Passengers described desperate situations — a mother pleading for sanitary pads for her daughter, a woman unable to transport her husband’s coffin, and others stranded while trying to reach family funerals or hospitals. “It was like a lockdown at the airport,” one passenger said, describing the panic that unfolded as IndiGo’s mismanagement crippled operations nationwide.

Root Cause: IndiGo’s Market Monopoly

The turmoil, industry experts argue, stems from IndiGo’s monopolistic control over India’s domestic aviation market. The airline operates nearly 2,100 flights daily and holds around 60% market share — meaning every second plane flying within India belongs to IndiGo.

This dominance has given the company unparalleled influence. When IndiGo falters, the entire aviation system suffers. Passengers are left with few alternatives, as other airlines lack capacity to absorb stranded travellers. The result: skyrocketing ticket prices, chaos at terminals, and total dependence on a single private operator.

Aviation pioneer Captain G.R. Gopinath, founder of Air Deccan, criticised the government’s inaction, noting that on some routes, IndiGo’s economy fares surged to ₹1 lakh. He compared the situation to a hostage crisis, writing that the airline “held the system ransom” and forced regulators to defer new safety rules meant to protect pilots and passengers.
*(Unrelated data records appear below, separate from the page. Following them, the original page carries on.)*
//! Read-through, write-invalidate cache in front of a guest repository

use super::keys::CacheKey;
use super::ttl::TtlCache;
use crate::models::Guest;
use crate::repository::GuestRepository;
use std::sync::Arc;
use std::time::Duration;
use tracing::debug;

/// Default TTL for guest entries
pub const GUEST_CACHE_TTL: Duration = Duration::from_secs(5 * 60);

/// What a guest cache key can hold
#[derive(Debug, Clone)]
enum CachedGuests {
    /// Result of a lookup by name; `None` records that the guest does not exist
    One(Option<Guest>),
    All(Vec<Guest>),
}

/// Caches guest lookups and the full guest list.
///
/// Mutations go straight to the repository and then drop the affected keys;
/// cached guests are never patched in place. Repository errors are returned
/// as-is and leave the cache untouched.
pub struct GuestCache {
    cache: TtlCache<CachedGuests>,
    repository: Arc<dyn GuestRepository>,
}

impl GuestCache {
    /// Create a guest cache with the default five minute TTL
    pub fn new(repository: Arc<dyn GuestRepository>) -> Self {
        Self::with_cache(repository, TtlCache::new(GUEST_CACHE_TTL))
    }

    pub fn with_ttl(repository: Arc<dyn GuestRepository>, ttl: Duration, sweep_interval: Duration) -> Self {
        Self::with_cache(repository, TtlCache::with_sweep_interval(ttl, sweep_interval))
    }

    fn with_cache(repository: Arc<dyn GuestRepository>, cache: TtlCache<CachedGuests>) -> Self {
        Self { cache, repository }
    }

    /// Get a guest by name, caching "not found" as well
    pub async fn get_by_name(&self, name: &str) -> Result<Option<Guest>, sqlx::Error> {
        let key = CacheKey::guest(name).to_string();
        if let Some(CachedGuests::One(guest)) = self.cache.get(&key) {
            debug!("Cache hit for key: {}", key);
            return Ok(guest);
        }

        debug!("Cache miss for key: {}", key);
        let guest = self.repository.get_by_name(name).await?;
        self.cache.set(key, CachedGuests::One(guest.clone()));

        Ok(guest)
    }

    /// Get every guest
    pub async fn get_all(&self) -> Result<Vec<Guest>, sqlx::Error> {
        let key = CacheKey::AllGuests.to_string();
        if let Some(CachedGuests::All(guests)) = self.cache.get(&key) {
            debug!("Cache hit for key: {}", key);
            return Ok(guests);
        }

        debug!("Cache miss for key: {}", key);
        let guests = self.repository.get_all().await?;
        self.cache.set(key, CachedGuests::All(guests.clone()));

        Ok(guests)
    }

    /// Create a guest and drop the keys it affects
    pub async fn create(&self, guest: &mut Guest) -> Result<(), sqlx::Error> {
        self.repository.create(guest).await?;
        self.invalidate_guest(&guest.name);
        Ok(())
    }

    /// Update a guest and drop the keys it affects
    pub async fn update(&self, guest: &mut Guest) -> Result<(), sqlx::Error> {
        self.repository.update(guest).await?;
        self.invalidate_guest(&guest.name);
        Ok(())
    }

    /// Create many guests and clear the whole cache
    pub async fn bulk_create(&self, guests: &mut [Guest]) -> Result<(), sqlx::Error> {
        self.repository.bulk_create(guests).await?;
        self.cache.clear();
        debug!("Cleared guest cache after bulk create of {} guests", guests.len());
        Ok(())
    }

    /// Update many guests and clear the whole cache
    pub async fn bulk_update(&self, guests: &mut [Guest]) -> Result<(), sqlx::Error> {
        self.repository.bulk_update(guests).await?;
        self.cache.clear();
        debug!("Cleared guest cache after bulk update of {} guests", guests.len());
        Ok(())
    }

    /// Record an invitation opening and drop the keys it affects
    pub async fn mark_invitation_opened(&self, name: &str) -> Result<(), sqlx::Error> {
        self.repository.mark_invitation_opened(name).await?;
        self.invalidate_guest(name);
        Ok(())
    }

    /// Number of cached entries, including ones not yet evicted
    pub fn size(&self) -> usize {
        self.cache.size()
    }

    fn invalidate_guest(&self, name: &str) {
        let guest_key = CacheKey::guest(name).to_string();
        self.cache.delete(&guest_key);
        self.cache.delete(&CacheKey::AllGuests.to_string());
        debug!("Invalidated cache keys: {}, {}", guest_key, CacheKey::AllGuests);
    }
}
Government Intervention and Regulatory Weakness

The crisis erupted after IndiGo failed to comply with the Flight Duty Time Limitations (FDTL) — rules introduced by the DGCA in January 2024 requiring adequate rest for pilots. Despite having nearly two years to adapt, IndiGo blamed the rule for operational disruptions, citing a shortage of pilots.

Under mounting public pressure, the government stepped in, temporarily relaxing FDTL norms and capping airfare hikes. Officials claimed the move was to protect passengers, but analysts say it exposed the state’s vulnerability to corporate monopolies. “The government had no option but to yield,” said one aviation policy expert, pointing out that ignoring safety regulations for short-term relief could have long-term consequences.
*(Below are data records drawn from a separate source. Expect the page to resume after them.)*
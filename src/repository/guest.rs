use crate::db::guest as guest_db;
use crate::models::Guest;
use async_trait::async_trait;
use sqlx::SqlitePool;
use tracing::debug;

/// Guest data access.
#[cfg_attr(test, mockall::automock)]
#[async_trait]
pub trait GuestRepository: Send + Sync {
    /// Finds a guest by exact name.
    async fn get_by_name(&self, name: &str) -> Result<Option<Guest>, sqlx::Error>;

    /// Lists every guest.
    async fn get_all(&self) -> Result<Vec<Guest>, sqlx::Error>;

    /// Stores a new guest and assigns its id.
    async fn create(&self, guest: &mut Guest) -> Result<(), sqlx::Error>;

    /// Updates an existing guest, matched by id.
    async fn update(&self, guest: &mut Guest) -> Result<(), sqlx::Error>;

    /// Stores several guests atomically.
    async fn bulk_create(&self, guests: &mut [Guest]) -> Result<(), sqlx::Error>;

    /// Updates several guests atomically.
    async fn bulk_update(&self, guests: &mut [Guest]) -> Result<(), sqlx::Error>;

    /// Records that a guest opened their invitation.
    async fn mark_invitation_opened(&self, name: &str) -> Result<(), sqlx::Error>;
}

/// SQLite-backed guest repository.
#[derive(Clone)]
pub struct SqlGuestRepository {
    pool: SqlitePool,
}

impl SqlGuestRepository {
    pub fn new(pool: SqlitePool) -> Self {
        Self { pool }
    }
}

#[async_trait]
impl GuestRepository for SqlGuestRepository {
    async fn get_by_name(&self, name: &str) -> Result<Option<Guest>, sqlx::Error> {
        guest_db::get_guest_by_name(&self.pool, name).await
    }

    async fn get_all(&self) -> Result<Vec<Guest>, sqlx::Error> {
        guest_db::get_all_guests(&self.pool).await
    }

    async fn create(&self, guest: &mut Guest) -> Result<(), sqlx::Error> {
        guest_db::create_guest(&self.pool, guest).await
    }

    async fn update(&self, guest: &mut Guest) -> Result<(), sqlx::Error> {
        guest_db::update_guest(&self.pool, guest).await
    }

    async fn bulk_create(&self, guests: &mut [Guest]) -> Result<(), sqlx::Error> {
        guest_db::bulk_create_guests(&self.pool, guests).await
    }

    async fn bulk_update(&self, guests: &mut [Guest]) -> Result<(), sqlx::Error> {
        guest_db::bulk_update_guests(&self.pool, guests).await
    }

    async fn mark_invitation_opened(&self, name: &str) -> Result<(), sqlx::Error> {
        let changed = guest_db::mark_invitation_opened(&self.pool, name).await?;
        if !changed {
            debug!("Invitation for {} was already opened or guest is unknown", name);
        }
        Ok(())
    }
}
The crisis also rekindled memories of the June 2025 Air India crash near London, which claimed over 240 lives. Experts warn that compromising pilot rest and safety standards to maintain flight schedules could risk another tragedy.
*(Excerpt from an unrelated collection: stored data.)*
//! Generic in-memory cache with a fixed per-entry time-to-live.

use parking_lot::RwLock;
use std::collections::HashMap;
use std::sync::{Arc, Weak};
use std::time::{Duration, Instant};
use tokio::time::{interval_at, MissedTickBehavior};
use tokio_util::sync::CancellationToken;
use tracing::{debug, warn};

/// How often the background sweep purges expired entries.
pub const DEFAULT_SWEEP_INTERVAL: Duration = Duration::from_secs(60);

/// Shortest sweep period; tokio intervals cannot tick with a zero period.
const MIN_SWEEP_INTERVAL: Duration = Duration::from_millis(1);

/// A cached value and the instant after which it must not be served.
#[derive(Debug, Clone)]
struct CacheEntry<V> {
    value: V,
    expires_at: Instant,
}

impl<V> CacheEntry<V> {
    fn is_expired(&self, now: Instant) -> bool {
        now >= self.expires_at
    }
}

type EntryMap<V> = RwLock<HashMap<String, CacheEntry<V>>>;

/// String-keyed cache where every entry lives for the same TTL.
///
/// Expired entries are never returned. They are dropped lazily by [`TtlCache::get`]
/// and periodically by a sweep task that lives exactly as long as the cache.
pub struct TtlCache<V> {
    entries: Arc<EntryMap<V>>,
    ttl: Duration,
    sweeper: CancellationToken,
}

impl<V> TtlCache<V>
where
    V: Clone + Send + Sync + 'static,
{
    /// Create a cache that sweeps expired entries every [`DEFAULT_SWEEP_INTERVAL`].
    pub fn new(ttl: Duration) -> Self {
        Self::with_sweep_interval(ttl, DEFAULT_SWEEP_INTERVAL)
    }

    /// Create a cache with a custom sweep interval.
    pub fn with_sweep_interval(ttl: Duration, sweep_interval: Duration) -> Self {
        let entries = Arc::new(RwLock::new(HashMap::new()));
        let sweeper = CancellationToken::new();

        match tokio::runtime::Handle::try_current() {
            Ok(handle) => {
                handle.spawn(sweep(
                    Arc::downgrade(&entries),
                    sweep_interval.max(MIN_SWEEP_INTERVAL),
                    sweeper.clone(),
                ));
            }
            Err(_) => {
                warn!("No Tokio runtime available, cache entries will only expire on lookup");
            }
        }

        Self {
            entries,
            ttl,
            sweeper,
        }
    }

    /// Store `value` under `key`, replacing any previous entry and restarting its TTL.
    pub fn set(&self, key: impl Into<String>, value: V) {
        let entry = CacheEntry {
            value,
            expires_at: Instant::now() + self.ttl,
        };
        self.entries.write().insert(key.into(), entry);
    }

    /// Look up `key`, evicting the entry if it has expired.
    pub fn get(&self, key: &str) -> Option<V> {
        {
            let entries = self.entries.read();
            match entries.get(key) {
                None => return None,
                Some(entry) if !entry.is_expired(Instant::now()) => {
                    return Some(entry.value.clone());
                }
                Some(_) => {}
            }
        }

        // A concurrent set may have refreshed the key between the two locks.
        let mut entries = self.entries.write();
        if entries
            .get(key)
            .is_some_and(|entry| entry.is_expired(Instant::now()))
        {
            entries.remove(key);
            debug!("Evicted expired cache entry: {}", key);
        }
        None
    }

    /// Remove `key` if present.
    pub fn delete(&self, key: &str) {
        self.entries.write().remove(key);
    }

    /// Remove every entry.
    pub fn clear(&self) {
        self.entries.write().clear();
    }

    /// Raw entry count, including expired entries not yet evicted.
    pub fn size(&self) -> usize {
        self.entries.read().len()
    }

    pub fn ttl(&self) -> Duration {
        self.ttl
    }

    /// Drop every expired entry and return how many were removed.
    pub fn remove_expired(&self) -> usize {
        remove_expired(&self.entries)
    }
}

impl<V> Drop for TtlCache<V> {
    fn drop(&mut self) {
        self.sweeper.cancel();
    }
}

fn remove_expired<V>(entries: &EntryMap<V>) -> usize {
    let now = Instant::now();
    let mut entries = entries.write();
    let before = entries.len();
    entries.retain(|_, entry| !entry.is_expired(now));
    before - entries.len()
}

async fn sweep<V>(entries: Weak<EntryMap<V>>, period: Duration, shutdown: CancellationToken) {
    let mut ticker = interval_at(tokio::time::Instant::now() + period, period);
    ticker.set_missed_tick_behavior(MissedTickBehavior::Delay);

    loop {
        tokio::select! {
            _ = ticker.tick() => {
                let Some(entries) = entries.upgrade() else {
                    break;
                };
                let removed = remove_expired(&entries);
                if removed > 0 {
                    debug!("Cache sweep removed {} expired entries", removed);
                }
            }
            _ = shutdown.cancelled() => {
                break;
            }
        }
    }

    debug!("Cache sweep task stopped");
}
If Telecom Giants Fail: A National Paralysis

The article raises a troubling question — what if a similar crisis struck the telecom sector, where Jio and Airtel together control nearly 80% of subscribers and serve over 780 million users?

If both networks failed simultaneously, the repercussions would be catastrophic. Internet shutdowns would halt UPI transactions, online banking, OTP verifications, video calls, OTT streaming, and emergency communications. Critical services such as airports, hospitals, stock exchanges, and small businesses — many of which rely on WhatsApp and digital payments — would come to a standstill.

In essence, a telecom breakdown could paralyse India’s digital economy, exposing the nation’s dependence on a duopoly.

E-commerce Monopoly: Another Fragile Ecosystem

The same risk looms over the e-commerce sector, where Amazon and Flipkart dominate nearly 80% of the market. A disruption similar to IndiGo’s could cripple daily life — halting delivery of groceries, medicines, and essential goods, freezing refunds and customer support, and leaving small sellers without platforms to trade.

Local retailers, freed from competition, might exploit shortages by inflating prices. Such a scenario underscores the perils of market centralisation in sectors critical to everyday living.

A Wake-Up Call for Regulators

The IndiGo crisis, analysts say, is a warning shot for policymakers and regulators. A single company’s operational failure exposed systemic weaknesses in India’s infrastructure and consumer protection mechanisms.

As the aviation regulator DGCA investigates and IndiGo works to restore normalcy, the broader lesson remains clear: unchecked monopoly power in any essential service — whether air travel, telecom, or e-commerce — poses a direct threat to economic stability and citizen welfare.

Without stronger competition laws, redundancy frameworks, and regulatory oversight, India risks repeating this crisis across multiple sectors — each time with millions of citizens paying the price.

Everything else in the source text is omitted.